There is the girl in the middle, the over protective mother, & the wall flower.  I'm sure there are more stories that need to be told but these are the 3 that are speaking.  These are the ones that want to be heard.
The Peacemaker
The girl in the middle is the one that pops up the most.  She's the one that listens to both sides of the story and then gets blamed for the outcome.  She's the peacemaker.  She goes to great lengths to keep everyone around her happy, all the while sacrificing what she wants to say and do most.  She's the one that listens to her mother moan about how incompetent her father is.  She then listens to her father moan about how selfish her mother is.  She listens to her brother complain about his wife, his in-laws, her parents.  She listens to her friends complain about new relationships, old relationships, current relationships.  She is so often not heard because she is so busy listening.  She so desperately wants to be seen and heard and felt.  She hates her place and really wants someone to take care of her for a change, yet she can't bring herself to say so.  To say so would be to admit she needs help.  Admitting she needs help makes her vulnerable and guilty.  There are few things she hates more than feeling vulnerable.  Vulnerability is seen as weakness.  To ask for help would mean that she has to let people in.  Once they are in, it's hard to get them out.  Once they are in, she has to trust them and love them.  Once she loves them then it's easy for her to turn into the peacemaker. 
She hates that people come to her in times of distress and only in times of distress.  She hates when people ask for advice so she's stopped giving it.  She's learned to answer people with questions.  She deserves to hear about the good stuff too.  She deserves to be included in the joy and the happiness.  The wins as well as the losses. 
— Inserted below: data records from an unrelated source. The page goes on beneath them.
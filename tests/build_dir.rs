#![cfg(all(unix, feature = "kernel-build"))]

// Copyright 2025 STARGA Inc.
// Licensed under the Apache License, Version 2.0 (the “License”);
// you may not use this file except in compliance with the License.
// You may obtain a copy of the License at:
//     http://www.apache.org/licenses/LICENSE-2.0
//
// Unless required by applicable law or agreed to in writing, software
// distributed under the License is distributed on an “AS IS” BASIS,
// WITHOUT WARRANTIES OR CONDITIONS OF ANY KIND, either express or implied.
// See the License for the specific language governing permissions and
// limitations under the License.

// Part of the MIND project (Machine Intelligence Native Design).

use std::fs;
use std::time::Duration;

use mind_rnn::build::{BuildDir, BuildError, KernelCompiler, BUILD_LOG};

fn sh(script: &str) -> Vec<String> {
    vec!["-c".to_string(), script.to_string()]
}

#[test]
fn build_dir_is_removed_on_drop() {
    let dir = BuildDir::new("rnn-test").expect("create build dir");
    let path = dir.path().to_path_buf();
    assert!(path.is_dir());
    assert!(path
        .file_name()
        .unwrap()
        .to_string_lossy()
        .starts_with("mind-rnn-test-"));
    drop(dir);
    assert!(!path.exists());
}

#[test]
fn build_dir_is_removed_after_failed_command() {
    let dir = BuildDir::new("rnn-fail").expect("create build dir");
    let path = dir.path().to_path_buf();
    let err = dir
        .execute("sh", &sh("echo boom >&2; exit 3"))
        .unwrap_err();
    match err {
        BuildError::Subprocess { tool, status, stderr } => {
            assert_eq!(tool, "sh");
            assert_eq!(status.code(), Some(3));
            assert_eq!(stderr, "boom");
        }
        other => panic!("expected Subprocess, got {other:?}"),
    }
    let log = fs::read_to_string(path.join(BUILD_LOG)).expect("build log written");
    assert!(log.contains("boom"));
    drop(dir);
    assert!(!path.exists());
}

#[test]
fn execute_runs_inside_the_directory() {
    let dir = BuildDir::new("rnn-cwd").expect("create build dir");
    let log = dir.execute("sh", &sh("pwd; echo hi > out.txt")).unwrap();
    let canonical = fs::canonicalize(dir.path()).unwrap();
    assert_eq!(
        fs::canonicalize(&log.stdout).unwrap(),
        canonical,
        "command ran in {}",
        log.stdout
    );
    assert_eq!(fs::read_to_string(dir.path().join("out.txt")).unwrap(), "hi\n");
}

#[test]
fn kept_directory_survives_drop() {
    let dir = BuildDir::new("rnn-keep").expect("create build dir");
    let path = dir.keep();
    assert!(path.is_dir());
    fs::remove_dir_all(&path).unwrap();
}

#[test]
fn missing_tool_is_reported() {
    let dir = BuildDir::new("rnn-missing").expect("create build dir");
    let err = dir
        .execute("mind-no-such-compiler-xyz", &[])
        .unwrap_err();
    assert!(matches!(err, BuildError::ToolMissing(ref tool) if tool == "mind-no-such-compiler-xyz"));
}

#[test]
fn slow_command_times_out() {
    let dir = BuildDir::new("rnn-timeout")
        .expect("create build dir")
        .with_timeout(Duration::from_millis(500));
    let err = dir
        .execute("sh", &sh("echo started; sleep 5"))
        .unwrap_err();
    assert!(matches!(err, BuildError::Timeout(_)));
    let log = fs::read_to_string(dir.path().join(BUILD_LOG)).expect("partial log written");
    assert!(log.contains("sleep 5"), "{log}");
    assert!(log.contains("started"), "{log}");
}

#[test]
fn large_output_does_not_stall_the_command() {
    // Far more than a pipe buffer on both streams.
    let dir = BuildDir::new("rnn-chatty")
        .expect("create build dir")
        .with_timeout(Duration::from_secs(20));
    let script = "head -c 200000 /dev/zero | tr '\\0' a; \
                  head -c 100000 /dev/zero | tr '\\0' b >&2";
    let log = dir.execute("sh", &sh(script)).expect("command finishes");
    assert_eq!(log.stdout.len(), 200_000);
    assert!(log.stdout.bytes().all(|b| b == b'a'));
    assert_eq!(log.stderr.len(), 100_000);
    let written = fs::read_to_string(dir.path().join(BUILD_LOG)).expect("build log written");
    assert!(written.len() > 300_000);
}

#[test]
fn compiler_output_is_collected() {
    // `sh -c 'cp "$1" "$3"' sh <src> -o <out>` stands in for a kernel compiler.
    let compiler = KernelCompiler::with_program("sh");
    let mut flags = sh("cp \"$1\" \"$3\"");
    flags.push("sh".into());
    let kernel = compiler
        .compile("rnn_fwd.cl", "__kernel void rnn_fwd() {}", &flags)
        .expect("compile");
    assert_eq!(kernel.name, "rnn_fwd");
    assert_eq!(kernel.binary, b"__kernel void rnn_fwd() {}");
}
The over protective mother
The over protective mother is the result of living with an extremely over protective mother.  The type of mother that was afraid that she might get hurt if she ventured too far out of sight.  The mother that hovered and was involved in EVERYTHING the child ever did.  She never got a moment's peace and she was rarely alone.  The mother snooped and never allowed any privacy.  The mother had spies everywhere and often knew where the child had been before she even returned home.  However, the child learned to manipulate and lie and hide.  She learned to be smarter and more careful.  She learned not to trust.  She learned to watch out for herself.  She learned that no one had her back.  She is trying desperately to unlearn this and to not be this mother.  She is trying to embrace fear and allow it to be loved.
The Wallflower
The wallflower represents the girl that was always in the corner during a slow dance.  She was the third wheel.  The girl with lots of crushes but never a boyfriend.  Her mother passively agressively told her one day that she had a sitting room built into the house in the hopes that her daughter would one day bring a boy over to sit there but *sigh* she never did.  She always felt unworthy and ending up doing a lot of embarassing things.  She was obsessed with the first guy she ever had sex with and didn't understand why he didn't value her.  He used her, she allowed it.  He would tell her to go away, and then tell her to come back.  She allowed it.  When she met the love of her life she was shocked when he introduced her as his girlfriend.  When he came back from Europe before she did after a 3 month trek there, she wanted him at the airport but was afraid he wouldn't show.  She was afraid of the same thing on their wedding day.  She's still afraid to love him with all of her heart because one day he may not be there and then what?  Then what will she do?  She's still so used to being alone and completely still stuck in thinking that way.  She hurts the most.  She trusts the least.